- Born: Nkemdilim Nwankwo Nigeria
- Occupation: Author, Blogger
- Language: English
- Citizenship: Nigerian
- Genre: Romance, Contemporary fiction
- Years active: 2009–present
- Notable works: A Heart to Mend

= Myne Whitman =

Nigerian writer, editor and publisher

Nkem Okotcha who writes under the pen name Myne Whitman (born 26 October 1977) is a Nigerian writer, editor and publisher. She is the author of two romance novels, both of which rose to the top of Amazon.com bestseller lists for romantic fiction within their first few months of being self-published. This feat, achieved through targeted and sustained online book promotion among fiction bloggers, and the Nigerian online and traditional media, brought her to the attention of literary circles in Nigeria where romance and fiction in general, is not very common. Her books have been described as showing that not only do Nigerians "fall in love and marry for love, [but] also use love to conquer a wide range of situations that could have ordinarily been a bit difficult to shoulder alone."

==Personal life and education==
Nkem Okotcha was born on 26 October 1977 and is the second of five children with three sisters and one brother immediately after her. She was born in Enugu and had majority of her education in the eastern part of Nigeria. Her family were avid readers, starting with her parents, so books were always around her. Her mother was a school teacher and her father worked for the National Electoral Commission, so her love of reading and education came from them and from the environment of Enugu, which is a part an academic and civil service city.

Nkem attended Ekulu Primary School and junior secondary in Queens School, both in Enugu. For her senior secondary school, she transferred to the Loretto Special Science School before moving to the Nnamdi Azikiwe University in Anambra to study Biological Sciences for her first degree.

Graduating in 2000, Nkem moved to Abuja, where she lived and worked for several years, ending with a two-year stint in a commercial bank before she left Nigeria in 2006 to study for a master's degree in Public Health Research at the University of Edinburgh.
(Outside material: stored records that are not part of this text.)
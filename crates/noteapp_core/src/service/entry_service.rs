//! Entry use-case service.
//!
//! # Responsibility
//! - Compose validation and storage for submit/revise/remove requests.
//! - Translate results into the user-facing feedback messages.
//!
//! # Invariants
//! - Storage is never called for a submission that failed validation.
//! - Validation sees trimmed values; storage receives normalized values.
//! - Rejections and missing rows are returned as data; only storage
//!   failures are `Err`.

use crate::model::entry::{Entry, EntryDraft, EntryId};
use crate::model::validation::{validate, ValidationErrors};
use crate::repo::entry_repo::{EntryRepository, RepoResult};
use log::info;

pub const MSG_SAVED: &str = "Entry saved successfully.";
pub const MSG_UPDATED: &str = "Entry updated successfully.";
pub const MSG_DELETED: &str = "Entry deleted.";
pub const MSG_NOT_FOUND: &str = "Entry not found.";

/// Result of a create request.
#[derive(Debug, Clone, PartialEq, Eq)]
pub enum SubmitOutcome {
    Saved(EntryId),
    Rejected(ValidationErrors),
}

/// Result of an update request.
#[derive(Debug, Clone, PartialEq, Eq)]
pub enum ReviseOutcome {
    Updated,
    NotFound,
    Rejected(ValidationErrors),
}

/// Result of a delete request.
#[derive(Debug, Clone, Copy, PartialEq, Eq)]
pub enum RemoveOutcome {
    Deleted,
    NotFound,
}

impl SubmitOutcome {
    /// Feedback lines to show the submitter.
    pub fn messages(&self) -> Vec<String> {
        match self {
            Self::Saved(_) => vec![MSG_SAVED.to_string()],
            Self::Rejected(errors) => errors.messages().to_vec(),
        }
    }

    pub fn is_success(&self) -> bool {
        matches!(self, Self::Saved(_))
    }
}

impl ReviseOutcome {
    pub fn messages(&self) -> Vec<String> {
        match self {
            Self::Updated => vec![MSG_UPDATED.to_string()],
            Self::NotFound => vec![MSG_NOT_FOUND.to_string()],
            Self::Rejected(errors) => errors.messages().to_vec(),
        }
    }

    pub fn is_success(&self) -> bool {
        matches!(self, Self::Updated)
    }
}

impl RemoveOutcome {
    pub fn message(&self) -> &'static str {
        match self {
            Self::Deleted => MSG_DELETED,
            Self::NotFound => MSG_NOT_FOUND,
        }
    }

    pub fn is_success(&self) -> bool {
        matches!(self, Self::Deleted)
    }
}

/// Entry service facade over repository implementations.
pub struct EntryService<R: EntryRepository> {
    repo: R,
}

impl<R: EntryRepository> EntryService<R> {
    /// Creates a service using the provided repository implementation.
    pub fn new(repo: R) -> Self {
        Self { repo }
    }

    /// Ensures storage is ready. Safe to call on every process start.
    pub fn initialize(&self) -> RepoResult<()> {
        self.repo.initialize()
    }

    /// Validates and stores a new entry.
    pub fn submit(&self, draft: &EntryDraft) -> RepoResult<SubmitOutcome> {
        let trimmed = draft.trimmed();
        if let Some(errors) = check(&trimmed) {
            info!(
                "event=entry_submit module=service status=rejected error_count={}",
                errors.messages().len()
            );
            return Ok(SubmitOutcome::Rejected(errors));
        }

        let id = self.repo.insert(&trimmed.normalized())?;
        Ok(SubmitOutcome::Saved(id))
    }

    /// Validates and replaces the fields of an existing entry.
    pub fn revise(&self, id: EntryId, draft: &EntryDraft) -> RepoResult<ReviseOutcome> {
        let trimmed = draft.trimmed();
        if let Some(errors) = check(&trimmed) {
            info!(
                "event=entry_revise module=service status=rejected entry_id={} error_count={}",
                id,
                errors.messages().len()
            );
            return Ok(ReviseOutcome::Rejected(errors));
        }

        if self.repo.update(id, &trimmed.normalized())? {
            Ok(ReviseOutcome::Updated)
        } else {
            Ok(ReviseOutcome::NotFound)
        }
    }

    /// Deletes one entry by id.
    pub fn remove(&self, id: EntryId) -> RepoResult<RemoveOutcome> {
        if self.repo.delete(id)? {
            Ok(RemoveOutcome::Deleted)
        } else {
            Ok(RemoveOutcome::NotFound)
        }
    }

    /// Lists all entries, newest first.
    pub fn entries(&self) -> RepoResult<Vec<Entry>> {
        self.repo.list_all()
    }
}

fn check(trimmed: &EntryDraft) -> Option<ValidationErrors> {
    ValidationErrors::from_messages(validate(
        &trimmed.name,
        &trimmed.email,
        &trimmed.notes,
    ))
}
//! Repository layer abstractions and persistence implementations.
//!
//! # Responsibility
//! - Define the entry store contract.
//! - Isolate SQLite query details from service orchestration.
//!
//! # Invariants
//! - Repositories trust their callers: validation happens before any write.
//! - Storage failures surface as `StorageError`; missing rows do not.

pub mod entry_repo;
//! Process logging bootstrap.
//!
//! # Responsibility
//! - Start rolling file logs once per process.
//! - Capture panics as sanitized log events.
//!
//! # Invariants
//! - Repeated init with the same level and directory is a no-op.
//! - Init with a different level or directory is rejected, never applied.
//! - Entry field values (names, emails, notes) are never written to logs;
//!   events carry ids, counts and durations only.

use flexi_logger::{Cleanup, Criterion, FileSpec, Logger, LoggerHandle, Naming, WriteMode};
use log::{error, info};
use once_cell::sync::OnceCell;
use std::error::Error;
use std::fmt::{Display, Formatter};
use std::path::{Path, PathBuf};

const LOG_FILE_BASENAME: &str = "noteapp";
const MAX_LOG_FILE_SIZE_BYTES: u64 = 10 * 1024 * 1024;
const MAX_LOG_FILES: usize = 5;
const MAX_PANIC_PAYLOAD_CHARS: usize = 160;

static LOGGING_STATE: OnceCell<LoggingState> = OnceCell::new();
static PANIC_HOOK_INSTALLED: OnceCell<()> = OnceCell::new();

struct LoggingState {
    level: &'static str,
    log_dir: PathBuf,
    _logger: LoggerHandle,
}

#[derive(Debug)]
pub enum LoggingError {
    UnsupportedLevel(String),
    RelativeDir(PathBuf),
    CreateDir {
        path: PathBuf,
        source: std::io::Error,
    },
    Backend(String),
    AlreadyInitialized {
        active: String,
        requested: String,
    },
}

impl Display for LoggingError {
    fn fmt(&self, f: &mut Formatter<'_>) -> std::fmt::Result {
        match self {
            Self::UnsupportedLevel(level) => write!(
                f,
                "unsupported log level `{level}`; expected trace|debug|info|warn|error"
            ),
            Self::RelativeDir(path) => write!(
                f,
                "log_dir must be an absolute path, got `{}`",
                path.display()
            ),
            Self::CreateDir { path, source } => write!(
                f,
                "failed to create log directory `{}`: {source}",
                path.display()
            ),
            Self::Backend(message) => write!(f, "failed to start logger: {message}"),
            Self::AlreadyInitialized { active, requested } => write!(
                f,
                "logging already initialized with `{active}`; refusing to switch to `{requested}`"
            ),
        }
    }
}

impl Error for LoggingError {
    fn source(&self) -> Option<&(dyn Error + 'static)> {
        match self {
            Self::CreateDir { source, .. } => Some(source),
            _ => None,
        }
    }
}

/// Initializes file logging with `level` under the absolute `log_dir`.
///
/// # Errors
/// - `level` is not one of trace|debug|info|warn|error.
/// - `log_dir` is relative or cannot be created.
/// - Logging is already active with a different level or directory.
pub fn init_logging(level: &str, log_dir: impl AsRef<Path>) -> Result<(), LoggingError> {
    let level = normalize_level(level)?;
    let log_dir = log_dir.as_ref();
    if !log_dir.is_absolute() {
        return Err(LoggingError::RelativeDir(log_dir.to_path_buf()));
    }

    let state = LOGGING_STATE.get_or_try_init(|| start_logger(level, log_dir))?;
    ensure_same_config(state, level, log_dir)
}

/// Returns `(level, log_dir)` when logging is active.
pub fn logging_status() -> Option<(&'static str, PathBuf)> {
    LOGGING_STATE
        .get()
        .map(|state| (state.level, state.log_dir.clone()))
}

/// `debug` for debug builds, `info` for release builds.
pub fn default_log_level() -> &'static str {
    if cfg!(debug_assertions) {
        "debug"
    } else {
        "info"
    }
}

fn start_logger(level: &'static str, log_dir: &Path) -> Result<LoggingState, LoggingError> {
    std::fs::create_dir_all(log_dir).map_err(|source| LoggingError::CreateDir {
        path: log_dir.to_path_buf(),
        source,
    })?;

    let logger = Logger::try_with_str(level)
        .map_err(|err| LoggingError::Backend(err.to_string()))?
        .log_to_file(
            FileSpec::default()
                .directory(log_dir)
                .basename(LOG_FILE_BASENAME),
        )
        .rotate(
            Criterion::Size(MAX_LOG_FILE_SIZE_BYTES),
            Naming::Numbers,
            Cleanup::KeepLogFiles(MAX_LOG_FILES),
        )
        .write_mode(WriteMode::BufferAndFlush)
        .append()
        .format_for_files(flexi_logger::detailed_format)
        .start()
        .map_err(|err| LoggingError::Backend(err.to_string()))?;

    install_panic_hook_once();

    info!(
        "event=app_start module=core status=ok platform={} version={} level={}",
        std::env::consts::OS,
        env!("CARGO_PKG_VERSION"),
        level
    );

    Ok(LoggingState {
        level,
        log_dir: log_dir.to_path_buf(),
        _logger: logger,
    })
}

fn ensure_same_config(
    state: &LoggingState,
    level: &'static str,
    log_dir: &Path,
) -> Result<(), LoggingError> {
    if state.log_dir != log_dir {
        return Err(LoggingError::AlreadyInitialized {
            active: state.log_dir.display().to_string(),
            requested: log_dir.display().to_string(),
        });
    }
    if state.level != level {
        return Err(LoggingError::AlreadyInitialized {
            active: state.level.to_string(),
            requested: level.to_string(),
        });
    }
    Ok(())
}

fn normalize_level(level: &str) -> Result<&'static str, LoggingError> {
    match level.trim().to_ascii_lowercase().as_str() {
        "trace" => Ok("trace"),
        "debug" => Ok("debug"),
        "info" => Ok("info"),
        "warn" | "warning" => Ok("warn"),
        "error" => Ok("error"),
        other => Err(LoggingError::UnsupportedLevel(other.to_string())),
    }
}

fn install_panic_hook_once() {
    if PANIC_HOOK_INSTALLED.set(()).is_err() {
        return;
    }

    let previous_hook = std::panic::take_hook();
    std::panic::set_hook(Box::new(move |panic_info| {
        // Payload may echo user input; cap it and keep it on one line.
        let location = panic_info
            .location()
            .map(|loc| format!("{}:{}", loc.file(), loc.line()))
            .unwrap_or_else(|| "unknown".to_string());
        let payload = panic_info
            .payload()
            .downcast_ref::<&str>()
            .map(|message| (*message).to_string())
            .or_else(|| panic_info.payload().downcast_ref::<String>().cloned())
            .unwrap_or_else(|| "non-string panic payload".to_string());
        error!(
            "event=panic_captured module=core status=error location={} payload={}",
            location,
            sanitize_message(&payload, MAX_PANIC_PAYLOAD_CHARS)
        );
        previous_hook(panic_info);
    }));
}

fn sanitize_message(value: &str, max_chars: usize) -> String {
    let normalized = value.replace(['\n', '\r'], " ");
    let mut truncated = normalized.chars().take(max_chars).collect::<String>();
    if normalized.chars().count() > max_chars {
        truncated.push_str("...");
    }
    truncated
}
Nkem says she has "been a teacher, NGO consultant, banker, skate-hire attendant, and researcher and have worked for the government both in Nigeria and Scotland."
Nkem moved to Seattle in the United States after she got married, and currently lives there with her husband though she visits Nigeria regularly for work and vacations.

==Pseudonym==
Of her pseudonym, Nkem has said: "Myne Whitman is a name I coined myself when I began to write seriously while still in secondary school. Most of the books I read were in English, and since I was writing in English too, I decided my name would be the same. So the pseudonym is a play on the transliterated words of my maiden name, Nkem Okotcha."

==Writing==
Nkem says she has had a long-running relationship with writing. While in primary school, she wrote children's adventures for her siblings to read. She wrote some poetry in secondary school, and started writing again, this time in the romance genre, when she entered university. A dry spell followed while she tried to build a career until she resumed writing in 2009 after she got married.

Nkem has written two popular romance novels, A Heart to Mend and A Love Rekindled. In addition, she has written several short stories published in various Nigerian media, all under the pen name of Myne Whitman.

==Blog and website==
In addition to her writing, Myne Whitman also runs Romance Meets Life, a lifestyle blog about relationships, parenting celebrity and entertainment. The blog was originally started in 2009 as a way of promoting her novels, and it evolved into its current form over time, focusing mostly on matters of interest to Nigerian women.

Myne Whitman also manages Naija Stories, a site which hosts a community of readers and writers of stories of interest to Nigerians.